--- START ---

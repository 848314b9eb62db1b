//! Taxonomy service
//!
//! Administers the business-unit and category lists. Removing a value does
//! not touch expenses that already use it.

use crate::error::{VyapaarError, VyapaarResult};

use super::ledger::ExpenseLedger;

/// Which list an operation targets
#[derive(Debug, Clone, Copy, PartialEq, Eq)]
pub enum TaxonomyKind {
    BusinessUnit,
    Category,
}

impl TaxonomyKind {
    fn entity_type(&self) -> &'static str {
        match self {
            Self::BusinessUnit => "Business unit",
            Self::Category => "Category",
        }
    }
}

/// Service for business-unit and category administration
pub struct TaxonomyService<'l, 'a> {
    ledger: &'l mut ExpenseLedger<'a>,
}

impl<'l, 'a> TaxonomyService<'l, 'a> {
    pub fn new(ledger: &'l mut ExpenseLedger<'a>) -> Self {
        Self { ledger }
    }

    pub fn business_units(&self) -> &[String] {
        &self.ledger.document().business_units
    }

    pub fn categories(&self) -> &[String] {
        &self.ledger.document().categories
    }

    /// Append a value to the end of a list
    pub fn add(&mut self, kind: TaxonomyKind, name: &str) -> VyapaarResult<String> {
        let name = name.trim();
        if name.is_empty() {
            return Err(VyapaarError::Validation(format!(
                "{} name cannot be empty",
                kind.entity_type()
            )));
        }

        let list = self.list_mut(kind);
        if list.iter().any(|existing| existing == name) {
            return Err(VyapaarError::Duplicate {
                entity_type: kind.entity_type(),
                identifier: name.to_string(),
            });
        }

        list.push(name.to_string());
        self.ledger.persist()?;

        log::info!("Added {} '{}'", kind.entity_type().to_lowercase(), name);
        Ok(name.to_string())
    }

    /// Remove a value from a list
    pub fn remove(&mut self, kind: TaxonomyKind, name: &str) -> VyapaarResult<()> {
        let name = name.trim();
        let list = self.list_mut(kind);
        let position = list
            .iter()
            .position(|existing| existing == name)
            .ok_or_else(|| VyapaarError::NotFound {
                entity_type: kind.entity_type(),
                identifier: name.to_string(),
            })?;

        list.remove(position);
        self.ledger.persist()?;

        log::info!("Removed {} '{}'", kind.entity_type().to_lowercase(), name);
        Ok(())
    }

    /// Number of expenses still tagged with a value
    pub fn usage_count(&self, kind: TaxonomyKind, name: &str) -> usize {
        self.ledger
            .expenses()
            .iter()
            .filter(|e| match kind {
                TaxonomyKind::BusinessUnit => e.business_unit == name,
                TaxonomyKind::Category => e.category == name,
            })
            .count()
    }

    fn list_mut(&mut self, kind: TaxonomyKind) -> &mut Vec<String> {
        let data = self.ledger.data_mut();
        match kind {
            TaxonomyKind::BusinessUnit => &mut data.business_units,
            TaxonomyKind::Category => &mut data.categories,
        }
    }
}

--- END ---

» **Assignment**:
Once you find the string "ExpenseLedger" in a line of the records, copy that line.

» **Answer space**:
use super::ledger::ExpenseLedger;
    ledger: &'l mut ExpenseLedger<'a>,
    pub fn new(ledger: &'l mut ExpenseLedger<'a>) -> Self {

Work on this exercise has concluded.